▶ [TASK DESCRIPTION]:
Return every line of the data exactly as it stands.

Collected data entries
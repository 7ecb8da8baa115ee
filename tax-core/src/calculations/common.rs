//! Common utility functions for tax calculations.
//!
//! Rounding, clamping and rate formatting shared by the calculators and the
//! regime strategies.

use rust_decimal::Decimal;

/// Rounds a decimal value to exactly two decimal places using half-up rounding.
///
/// Values at exactly 0.005 are rounded away from zero.
///
/// # Examples
///
/// ```
/// use rust_decimal_macros::dec;
/// use tax_core::calculations::common::round_half_up;
///
/// assert_eq!(round_half_up(dec!(123.454)), dec!(123.45));
/// assert_eq!(round_half_up(dec!(123.455)), dec!(123.46));
/// assert_eq!(round_half_up(dec!(-123.455)), dec!(-123.46)); // Away from zero
/// ```
pub fn round_half_up(value: Decimal) -> Decimal {
    value.round_dp_with_strategy(2, rust_decimal::RoundingStrategy::MidpointAwayFromZero)
}

/// Returns the maximum of two decimal values.
///
/// # Examples
///
/// ```
/// use rust_decimal_macros::dec;
/// use tax_core::calculations::common::max;
///
/// assert_eq!(max(dec!(100.00), dec!(200.00)), dec!(200.00));
/// assert_eq!(max(dec!(-100.00), dec!(-200.00)), dec!(-100.00));
/// ```
pub fn max(
    a: Decimal,
    b: Decimal,
) -> Decimal {
    if a > b { a } else { b }
}

/// Clamps `value` at zero from below.
pub fn non_negative(value: Decimal) -> Decimal {
    max(value, Decimal::ZERO)
}

/// Clamps a proportion into `[0, 1]`.
pub fn clamp_unit(value: Decimal) -> Decimal {
    value.clamp(Decimal::ZERO, Decimal::ONE)
}

/// Formats a fractional rate as a percentage without trailing zeros.
///
/// # Examples
///
/// ```
/// use rust_decimal_macros::dec;
/// use tax_core::calculations::common::format_percent;
///
/// assert_eq!(format_percent(dec!(0.0165)), "1.65%");
/// assert_eq!(format_percent(dec!(0.75)), "75%");
/// ```
pub fn format_percent(rate: Decimal) -> String {
    let percent = (rate * Decimal::ONE_HUNDRED)
        .round_dp_with_strategy(4, rust_decimal::RoundingStrategy::MidpointAwayFromZero)
        .normalize();
    format!("{percent}%")
}
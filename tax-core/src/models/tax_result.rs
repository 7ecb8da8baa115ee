use rust_decimal::Decimal;
use serde::{Deserialize, Serialize};

use crate::calculations::common::{max, round_half_up};

/// How a line item participates in the result.
#[derive(Debug, Clone, Copy, PartialEq, Eq, Hash, Serialize, Deserialize)]
pub enum LineCategory {
    /// Deducted from gross revenue to reach net revenue.
    OnRevenue,
    /// Deducted from the operating result to reach net income.
    OnResult,
    /// Carried-forward credit balance; never part of the total.
    Informational,
}

/// One named contribution to a [`TaxResult`].
#[derive(Debug, Clone, PartialEq, Eq, Serialize, Deserialize)]
pub struct TaxLineItem {
    pub name: String,
    /// Non-negative magnitude rounded to cents.
    pub value: Decimal,
    pub rate: Option<String>,
    pub category: LineCategory,
}

impl TaxLineItem {
    /// Creates an item; negative values are clamped to zero.
    pub fn new(
        name: impl Into<String>,
        value: Decimal,
        category: LineCategory,
    ) -> Self {
        Self {
            name: name.into(),
            value: round_half_up(max(value, Decimal::ZERO)),
            rate: None,
            category,
        }
    }

    pub fn on_revenue(
        name: impl Into<String>,
        value: Decimal,
    ) -> Self {
        Self::new(name, value, LineCategory::OnRevenue)
    }

    pub fn on_result(
        name: impl Into<String>,
        value: Decimal,
    ) -> Self {
        Self::new(name, value, LineCategory::OnResult)
    }

    pub fn informational(
        name: impl Into<String>,
        value: Decimal,
    ) -> Self {
        Self::new(name, value, LineCategory::Informational)
    }

    /// Attaches a rate descriptor such as `"9.25%"`.
    pub fn with_rate(
        mut self,
        rate: impl Into<String>,
    ) -> Self {
        self.rate = Some(rate.into());
        self
    }

    /// Whether this item counts towards the payable total.
    pub fn is_payable(&self) -> bool {
        self.category != LineCategory::Informational
    }
}

/// Itemized outcome of one computation.
#[derive(Debug, Clone, PartialEq, Eq, Serialize, Deserialize)]
pub struct TaxResult {
    pub total: Decimal,
    pub items: Vec<TaxLineItem>,
    /// `total / revenue`, zero when revenue is zero.
    pub effective_rate: Decimal,
}

impl TaxResult {
    /// The empty result every degraded computation returns.
    pub fn zero() -> Self {
        Self {
            total: Decimal::ZERO,
            items: Vec::new(),
            effective_rate: Decimal::ZERO,
        }
    }

    /// Builds a result whose total and effective rate are derived from
    /// `items`.
    pub fn from_items(
        items: Vec<TaxLineItem>,
        revenue: Decimal,
    ) -> Self {
        let total: Decimal = items
            .iter()
            .filter(|item| item.is_payable())
            .map(|item| item.value)
            .sum();

        let effective_rate = if revenue > Decimal::ZERO {
            total / revenue
        } else {
            Decimal::ZERO
        };

        Self {
            total,
            items,
            effective_rate,
        }
    }

    pub fn is_zero(&self) -> bool {
        self.total.is_zero() && self.items.is_empty()
    }

    pub fn find(
        &self,
        name: &str,
    ) -> Option<&TaxLineItem> {
        self.items.iter().find(|item| item.name == name)
    }

    fn category_total(
        &self,
        category: LineCategory,
    ) -> Decimal {
        self.items
            .iter()
            .filter(|item| item.category == category)
            .map(|item| item.value)
            .sum()
    }

    pub fn on_revenue_total(&self) -> Decimal {
        self.category_total(LineCategory::OnRevenue)
    }

    pub fn on_result_total(&self) -> Decimal {
        self.category_total(LineCategory::OnResult)
    }

    /// Sum of carried-forward credit balances.
    pub fn credit_balance_total(&self) -> Decimal {
        self.category_total(LineCategory::Informational)
    }
}

/// Combined results for several entities (e.g. one per partner).
///
/// Items with the same name and category are merged.
#[derive(Debug, Clone, Default, PartialEq, Eq, Serialize, Deserialize)]
pub struct TaxSummary {
    pub entities: usize,
    pub revenue: Decimal,
    pub total: Decimal,
    pub effective_rate: Decimal,
    pub items: Vec<TaxLineItem>,
}

impl TaxSummary {
    pub fn from_results<'a>(results: impl IntoIterator<Item = (Decimal, &'a TaxResult)>) -> Self {
        let mut summary = Self::default();
        for (revenue, result) in results {
            summary.add(revenue, result);
        }
        summary
    }

    /// Folds one entity's result into the summary.
    pub fn add(
        &mut self,
        revenue: Decimal,
        result: &TaxResult,
    ) {
        self.entities += 1;
        self.revenue += max(revenue, Decimal::ZERO);
        self.total += result.total;

        for item in &result.items {
            match self
                .items
                .iter_mut()
                .find(|existing| existing.name == item.name && existing.category == item.category)
            {
                Some(existing) => existing.value += item.value,
                None => self.items.push(TaxLineItem {
                    rate: None,
                    ..item.clone()
                }),
            }
        }

        self.effective_rate = if self.revenue > Decimal::ZERO {
            self.total / self.revenue
        } else {
            Decimal::ZERO
        };
    }
}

▶ [YOUR SOLUTION]:
repository 7ecb8da8baa115ee
filename tax-core/src/calculations/common.rs
//! Common utility functions for tax calculations.
//!
//! Rounding, clamping and rate formatting shared by the calculators and the
//! regime strategies.

use rust_decimal::Decimal;

/// Rounds a decimal value to exactly two decimal places using half-up rounding.
///
/// Values at exactly 0.005 are rounded away from zero.
///
/// # Examples
///
/// ```
/// use rust_decimal_macros::dec;
/// use tax_core::calculations::common::round_half_up;
///
/// assert_eq!(round_half_up(dec!(123.454)), dec!(123.45));
/// assert_eq!(round_half_up(dec!(123.455)), dec!(123.46));
/// assert_eq!(round_half_up(dec!(-123.455)), dec!(-123.46)); // Away from zero
/// ```
pub fn round_half_up(value: Decimal) -> Decimal {
    value.round_dp_with_strategy(2, rust_decimal::RoundingStrategy::MidpointAwayFromZero)
}

/// Returns the maximum of two decimal values.
///
/// # Examples
///
/// ```
/// use rust_decimal_macros::dec;
/// use tax_core::calculations::common::max;
///
/// assert_eq!(max(dec!(100.00), dec!(200.00)), dec!(200.00));
/// assert_eq!(max(dec!(-100.00), dec!(-200.00)), dec!(-100.00));
/// ```
pub fn max(
    a: Decimal,
    b: Decimal,
) -> Decimal {
    if a > b { a } else { b }
}

/// Clamps `value` at zero from below.
pub fn non_negative(value: Decimal) -> Decimal {
    max(value, Decimal::ZERO)
}

/// Clamps a proportion into `[0, 1]`.
pub fn clamp_unit(value: Decimal) -> Decimal {
    value.clamp(Decimal::ZERO, Decimal::ONE)
}

/// Formats a fractional rate as a percentage without trailing zeros.
///
/// # Examples
///
/// ```
/// use rust_decimal_macros::dec;
/// use tax_core::calculations::common::format_percent;
///
/// assert_eq!(format_percent(dec!(0.0165)), "1.65%");
/// assert_eq!(format_percent(dec!(0.75)), "75%");
/// ```
pub fn format_percent(rate: Decimal) -> String {
    let percent = (rate * Decimal::ONE_HUNDRED)
        .round_dp_with_strategy(4, rust_decimal::RoundingStrategy::MidpointAwayFromZero)
        .normalize();
    format!("{percent}%")
}
filename tax-core/src/models/tax_result.rs
repository 7ecb8da8baa115ee
use rust_decimal::Decimal;
use serde::{Deserialize, Serialize};

use crate::calculations::common::{max, round_half_up};

/// How a line item participates in the result.
#[derive(Debug, Clone, Copy, PartialEq, Eq, Hash, Serialize, Deserialize)]
pub enum LineCategory {
    /// Deducted from gross revenue to reach net revenue.
    OnRevenue,
    /// Deducted from the operating result to reach net income.
    OnResult,
    /// Carried-forward credit balance; never part of the total.
    Informational,
}

/// One named contribution to a [`TaxResult`].
#[derive(Debug, Clone, PartialEq, Eq, Serialize, Deserialize)]
pub struct TaxLineItem {
    pub name: String,
    /// Non-negative magnitude rounded to cents.
    pub value: Decimal,
    pub rate: Option<String>,
    pub category: LineCategory,
}

impl TaxLineItem {
    /// Creates an item; negative values are clamped to zero.
    pub fn new(
        name: impl Into<String>,
        value: Decimal,
        category: LineCategory,
    ) -> Self {
        Self {
            name: name.into(),
            value: round_half_up(max(value, Decimal::ZERO)),
            rate: None,
            category,
        }
    }

    pub fn on_revenue(
        name: impl Into<String>,
        value: Decimal,
    ) -> Self {
        Self::new(name, value, LineCategory::OnRevenue)
    }

    pub fn on_result(
        name: impl Into<String>,
        value: Decimal,
    ) -> Self {
        Self::new(name, value, LineCategory::OnResult)
    }

    pub fn informational(
        name: impl Into<String>,
        value: Decimal,
    ) -> Self {
        Self::new(name, value, LineCategory::Informational)
    }

    /// Attaches a rate descriptor such as `"9.25%"`.
    pub fn with_rate(
        mut self,
        rate: impl Into<String>,
    ) -> Self {
        self.rate = Some(rate.into());
        self
    }

    /// Whether this item counts towards the payable total.
    pub fn is_payable(&self) -> bool {
        self.category != LineCategory::Informational
    }
}

/// Itemized outcome of one computation.
#[derive(Debug, Clone, PartialEq, Eq, Serialize, Deserialize)]
pub struct TaxResult {
    pub total: Decimal,
    pub items: Vec<TaxLineItem>,
    /// `total / revenue`, zero when revenue is zero.
    pub effective_rate: Decimal,
}

impl TaxResult {
    /// The empty result every degraded computation returns.
    pub fn zero() -> Self {
        Self {
            total: Decimal::ZERO,
            items: Vec::new(),
            effective_rate: Decimal::ZERO,
        }
    }

    /// Builds a result whose total and effective rate are derived from
    /// `items`.
    pub fn from_items(
        items: Vec<TaxLineItem>,
        revenue: Decimal,
    ) -> Self {
        let total: Decimal = items
            .iter()
            .filter(|item| item.is_payable())
            .map(|item| item.value)
            .sum();

        let effective_rate = if revenue > Decimal::ZERO {
            total / revenue
        } else {
            Decimal::ZERO
        };

        Self {
            total,
            items,
            effective_rate,
        }
    }

    pub fn is_zero(&self) -> bool {
        self.total.is_zero() && self.items.is_empty()
    }

    pub fn find(
        &self,
        name: &str,
    ) -> Option<&TaxLineItem> {
        self.items.iter().find(|item| item.name == name)
    }

    fn category_total(
        &self,
        category: LineCategory,
    ) -> Decimal {
        self.items
            .iter()
            .filter(|item| item.category == category)
            .map(|item| item.value)
            .sum()
    }

    pub fn on_revenue_total(&self) -> Decimal {
        self.category_total(LineCategory::OnRevenue)
    }

    pub fn on_result_total(&self) -> Decimal {
        self.category_total(LineCategory::OnResult)
    }

    /// Sum of carried-forward credit balances.
    pub fn credit_balance_total(&self) -> Decimal {
        self.category_total(LineCategory::Informational)
    }
}

/// Combined results for several entities (e.g. one per partner).
///
/// Items with the same name and category are merged.
#[derive(Debug, Clone, Default, PartialEq, Eq, Serialize, Deserialize)]
pub struct TaxSummary {
    pub entities: usize,
    pub revenue: Decimal,
    pub total: Decimal,
    pub effective_rate: Decimal,
    pub items: Vec<TaxLineItem>,
}

impl TaxSummary {
    pub fn from_results<'a>(results: impl IntoIterator<Item = (Decimal, &'a TaxResult)>) -> Self {
        let mut summary = Self::default();
        for (revenue, result) in results {
            summary.add(revenue, result);
        }
        summary
    }

    /// Folds one entity's result into the summary.
    pub fn add(
        &mut self,
        revenue: Decimal,
        result: &TaxResult,
    ) {
        self.entities += 1;
        self.revenue += max(revenue, Decimal::ZERO);
        self.total += result.total;

        for item in &result.items {
            match self
                .items
                .iter_mut()
                .find(|existing| existing.name == item.name && existing.category == item.category)
            {
                Some(existing) => existing.value += item.value,
                None => self.items.push(TaxLineItem {
                    rate: None,
                    ..item.clone()
                }),
            }
        }

        self.effective_rate = if self.revenue > Decimal::ZERO {
            self.total / self.revenue
        } else {
            Decimal::ZERO
        };
    }
}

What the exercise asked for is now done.